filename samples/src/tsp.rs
use std::f32::consts::TAU;

use anyhow::{bail, Result};
use evolve::{Chromosome, FitnessCalculator, Population};
use rand::{seq::SliceRandom, Rng};

const MIN_CITY_COUNT: usize = 3;

/// Traveling salesman problem over a fixed set of city coordinates.
///
/// A tour is a chromosome whose genes are city indexes; its fitness is the
/// reciprocal of the closed tour length, so shorter tours score higher.
#[derive(Debug, Clone)]
pub struct TravelingSalesman {
    cities: Vec<(f32, f32)>,
}

impl TravelingSalesman {
    pub fn new(cities: Vec<(f32, f32)>) -> Result<Self> {
        if cities.len() < MIN_CITY_COUNT {
            bail!(
                "a tour needs at least {} cities, got {}",
                MIN_CITY_COUNT,
                cities.len()
            );
        }
        Ok(TravelingSalesman { cities })
    }

    /// Places `count` cities evenly on a circle of the given radius.
    pub fn circle(count: usize, radius: f32) -> Result<Self> {
        let cities = (0..count)
            .map(|index| {
                let angle = TAU * index as f32 / count as f32;
                (radius * angle.cos(), radius * angle.sin())
            })
            .collect();
        Self::new(cities)
    }

    pub fn city_count(&self) -> usize {
        self.cities.len()
    }

    /// Builds a population of random tours, each visiting every city once.
    pub fn random_tours<R>(&self, size: usize, rng: &mut R) -> Population<usize>
    where
        R: Rng,
    {
        let mut population = Population::with_capacity(size);
        for _ in 0..size {
            let mut order: Vec<usize> = (0..self.cities.len()).collect();
            order.shuffle(rng);
            population.push(Chromosome::new(order));
        }
        population
    }

    /// Length of the closed tour visiting the cities in the given order.
    pub fn tour_length(&self, order: &[usize]) -> f32 {
        order
            .iter()
            .zip(order.iter().cycle().skip(1))
            .map(|(&from, &to)| {
                let (x1, y1) = self.cities[from];
                let (x2, y2) = self.cities[to];
                ((x2 - x1).powi(2) + (y2 - y1).powi(2)).sqrt()
            })
            .sum()
    }
}

impl FitnessCalculator<usize> for TravelingSalesman {
    fn calculate(&self, chromosome: &Chromosome<usize>) -> f32 {
        let length = self.tour_length(&chromosome.genes);
        if length > 0f32 {
            1.0 / length
        } else {
            0f32
        }
    }
}

#[cfg(test)]
mod tests {
    use common::random::Random;
    use common_test::get_seeded_rng;
    use evolve::{
        engine::{EvolutionEngine, PopulationEvolver},
        modification::{GeneticModifier, ModifierConfig, MutationStrategy},
        selection::TournamentSelector,
        validation::DistinctGeneValidator,
    };
    use rand::Rng;

    use super::*;

    #[test]
    fn test_new_should_reject_too_few_cities() {
        // When
        let result = TravelingSalesman::new(vec![(0.0, 0.0), (1.0, 0.0)]);

        // Then
        assert!(result.is_err(), "Should refuse a tour over two cities");
    }

    #[test]
    fn test_circle_should_place_cities_on_the_perimeter() {
        // Given
        let problem = TravelingSalesman::circle(6, 10.0).unwrap();

        // When
        let order: Vec<usize> = (0..problem.city_count()).collect();
        let length = problem.tour_length(&order);

        // Then: the hexagon side is 2 * radius * sin(PI / 6) = radius
        assert!(
            (length - 60.0).abs() < 1e-3,
            "Should walk the hexagon perimeter, got {}",
            length
        );
    }

    #[test]
    fn test_tour_length_should_not_depend_on_direction() {
        // Given
        let mut rng = get_seeded_rng().unwrap();
        let problem = TravelingSalesman::circle(8, 5.0).unwrap();
        let mut order: Vec<usize> = (0..8).collect();
        order.shuffle(&mut rng);
        let mut reversed = order.clone();
        reversed.reverse();

        // Then
        assert!(
            (problem.tour_length(&order) - problem.tour_length(&reversed)).abs() < 1e-4,
            "Should measure the same length in both directions"
        );
    }

    #[test]
    fn test_random_tours_should_yield_permutations() {
        // Given
        let mut rng = get_seeded_rng().unwrap();
        let problem = TravelingSalesman::circle(7, 1.0).unwrap();

        // When
        let population = problem.random_tours(5, &mut rng);

        // Then
        assert_eq!(5, population.len(), "Should build the requested tour count");
        for chromosome in population.iter() {
            let mut order = chromosome.genes.clone();
            order.sort_unstable();
            assert_eq!(
                (0..7).collect::<Vec<_>>(),
                order,
                "Should visit every city exactly once"
            );
        }
    }

    #[test]
    fn test_calculate_should_return_reciprocal_tour_length() {
        // Given
        let problem =
            TravelingSalesman::new(vec![(0.0, 0.0), (3.0, 0.0), (3.0, 4.0)]).unwrap();
        let chromosome = Chromosome::new(vec![0, 1, 2]);

        // When: 3 + 4 + 5 closes the triangle
        let fitness = problem.calculate(&chromosome);

        // Then
        assert!(
            (fitness - 1.0 / 12.0).abs() < 1e-6,
            "Should score the reciprocal of the tour length, got {}",
            fitness
        );
    }

    #[test]
    fn test_engine_should_not_degrade_best_tour_with_elites() {
        // Given
        let mut rng = get_seeded_rng().unwrap();
        let problem = TravelingSalesman::circle(6, 100.0).unwrap();
        let population = problem.random_tours(24, &mut rng);
        let initial_best = population
            .iter()
            .map(|chromosome| problem.calculate(chromosome))
            .fold(f32::MIN, f32::max);
        let modifier = GeneticModifier::new(
            ModifierConfig {
                mutation_rate: 0.3,
                crossover_rate: 0.8,
                crossover_points: 2,
            },
            MutationStrategy::Adjacent,
            Random::seeded(rng.gen()),
        )
        .unwrap();
        let evolver = PopulationEvolver::new(
            Box::new(TournamentSelector::new(3, Random::seeded(rng.gen()))),
            Box::new(modifier),
            Box::new(DistinctGeneValidator),
        );
        let mut engine = EvolutionEngine::new(evolver, Box::new(problem.clone()));

        // When
        let result = engine.run(population, 40, 2).unwrap();

        // Then
        let best = result.best().unwrap();
        assert!(
            best.fitness >= initial_best,
            "Should never lose the best tour while elites are kept"
        );
        let mut order = best.genes.clone();
        order.sort_unstable();
        assert_eq!(
            (0..6).collect::<Vec<_>>(),
            order,
            "Should keep tours as valid permutations"
        );
    }
}
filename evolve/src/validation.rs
use crate::Chromosome;

/// Admissibility predicate over candidate solutions.
pub trait Validator<G> {
    fn is_valid(&self, chromosome: &Chromosome<G>) -> bool;
}

/// Accepts chromosomes whose gene values are pairwise distinct.
///
/// The natural check for permutation encodings, where crossover can
/// duplicate genes.
pub struct DistinctGeneValidator;

impl<G> Validator<G> for DistinctGeneValidator
where
    G: PartialEq,
{
    fn is_valid(&self, chromosome: &Chromosome<G>) -> bool {
        chromosome
            .genes
            .iter()
            .enumerate()
            .all(|(index, gene)| !chromosome.genes[index + 1..].contains(gene))
    }
}

/// Wraps an arbitrary predicate as a [`Validator`].
pub struct PredicateValidator<F> {
    predicate: F,
}

impl<F> PredicateValidator<F> {
    pub fn new(predicate: F) -> Self {
        PredicateValidator { predicate }
    }
}

impl<G, F> Validator<G> for PredicateValidator<F>
where
    F: Fn(&Chromosome<G>) -> bool,
{
    fn is_valid(&self, chromosome: &Chromosome<G>) -> bool {
        (self.predicate)(chromosome)
    }
}
use std::cmp::Ordering;

use crate::{
    error::{EvolutionError, EvolutionResult},
    modification::Modifier,
    selection::Selector,
    validation::Validator,
    Chromosome, Population,
};

/// One generational step.
///
/// Promotes elites, then selects parent pairs, clones them, crosses,
/// mutates and validity-filters the offspring until the next population
/// reaches exactly the current size. Invalid and surplus offspring are
/// discarded silently and replacements drawn.
pub struct PopulationEvolver<G> {
    selector: Box<dyn Selector<G>>,
    modifier: Box<dyn Modifier<G>>,
    validator: Box<dyn Validator<G>>,
}

impl<G> PopulationEvolver<G>
where
    G: Clone,
{
    pub fn new(
        selector: Box<dyn Selector<G>>,
        modifier: Box<dyn Modifier<G>>,
        validator: Box<dyn Validator<G>>,
    ) -> Self {
        PopulationEvolver {
            selector,
            modifier,
            validator,
        }
    }

    /// Population indexes ranked by descending fitness, stable on ties.
    fn rank_indexes(population: &Population<G>) -> Vec<usize> {
        let mut indexes: Vec<usize> = (0..population.len()).collect();
        indexes.sort_by(|&a, &b| {
            population.chromosomes[b]
                .fitness
                .partial_cmp(&population.chromosomes[a].fitness)
                .unwrap_or(Ordering::Equal)
        });
        indexes
    }

    /// Produces the next generation from `population`.
    ///
    /// `number_of_elites` is clamped to the population size; promoted
    /// elites are independent clones carrying their already computed
    /// fitness. Selection draws reuse the fitness sum of the unmodified
    /// input population.
    pub fn evolve(
        &mut self,
        population: &Population<G>,
        number_of_elites: usize,
    ) -> EvolutionResult<Population<G>> {
        if population.is_empty() {
            return Err(EvolutionError::invalid_argument(
                "population",
                "must not be empty",
            ));
        }

        let size = population.len();
        let elite_count = number_of_elites.min(size);
        let mut next = Population::with_capacity(size);
        for &index in Self::rank_indexes(population).iter().take(elite_count) {
            next.push(population.chromosomes[index].clone());
        }

        let total_fitness = population.total_fitness();
        while next.len() < size {
            let dad = self.selector.choose(population, total_fitness)?;
            let mom = self.selector.choose(population, total_fitness)?;
            let mut first = Chromosome::new(dad.genes.clone());
            let mut second = Chromosome::new(mom.genes.clone());

            self.modifier.crossover(&mut first, &mut second)?;
            self.modifier.mutate(&mut first)?;
            self.modifier.mutate(&mut second)?;

            for child in [first, second] {
                if next.len() < size && self.validator.is_valid(&child) {
                    next.push(child);
                }
            }
        }
        Ok(next)
    }
}
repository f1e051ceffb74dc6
mod graphite_gateway;
mod statsd_gateway;

pub use graphite_gateway::GraphiteGateway;
pub use statsd_gateway::StatsdGateway;

use dipstick::*;

metrics! {
    EVOLVE_PROXY: Proxy = "evolution" => {
        MIN: Gauge = "min-fitness";
        MAX: Gauge = "max-fitness";
        MEAN: Gauge = "mean-fitness";
        STD_DEV: Gauge = "std-dev-fitness";
    }
}
use common::random::RngWrapper;

use crate::{
    error::{EvolutionError, EvolutionResult},
    Chromosome, Population,
};

use super::Selector;

/// Fitness-proportional selection.
///
/// Draws a fraction `u`, targets `u * total_fitness`, then walks the
/// population accumulating fitness and returns the first chromosome
/// whose running sum reaches the target. A zero-fitness chromosome is
/// still reachable when the target lands exactly on its boundary.
pub struct RouletteSelector<R> {
    rng: R,
}

impl<R> RouletteSelector<R>
where
    R: RngWrapper,
{
    pub fn new(rng: R) -> Self {
        RouletteSelector { rng }
    }
}

impl<G, R> Selector<G> for RouletteSelector<R>
where
    R: RngWrapper,
{
    fn choose<'a>(
        &mut self,
        population: &'a Population<G>,
        total_fitness: f32,
    ) -> EvolutionResult<&'a Chromosome<G>> {
        if population.is_empty() {
            return Err(EvolutionError::invalid_argument(
                "population",
                "must not be empty",
            ));
        }

        let target = self.rng.gen_fraction() * total_fitness;
        let mut cumulative = 0f32;
        for chromosome in population.iter() {
            cumulative += chromosome.fitness;
            if cumulative >= target {
                return Ok(chromosome);
            }
        }

        Err(EvolutionError::invalid_argument(
            "total_fitness",
            format!(
                "{} exceeds the population fitness sum {}",
                total_fitness, cumulative
            ),
        ))
    }
}
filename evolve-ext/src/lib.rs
pub mod gateways;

____

PROBLEM DETAILS: In how many lines of the records does the word "PredicateValidator" occur? Reply with the number only.

SOLUTION TO THIS PROBLEM: 4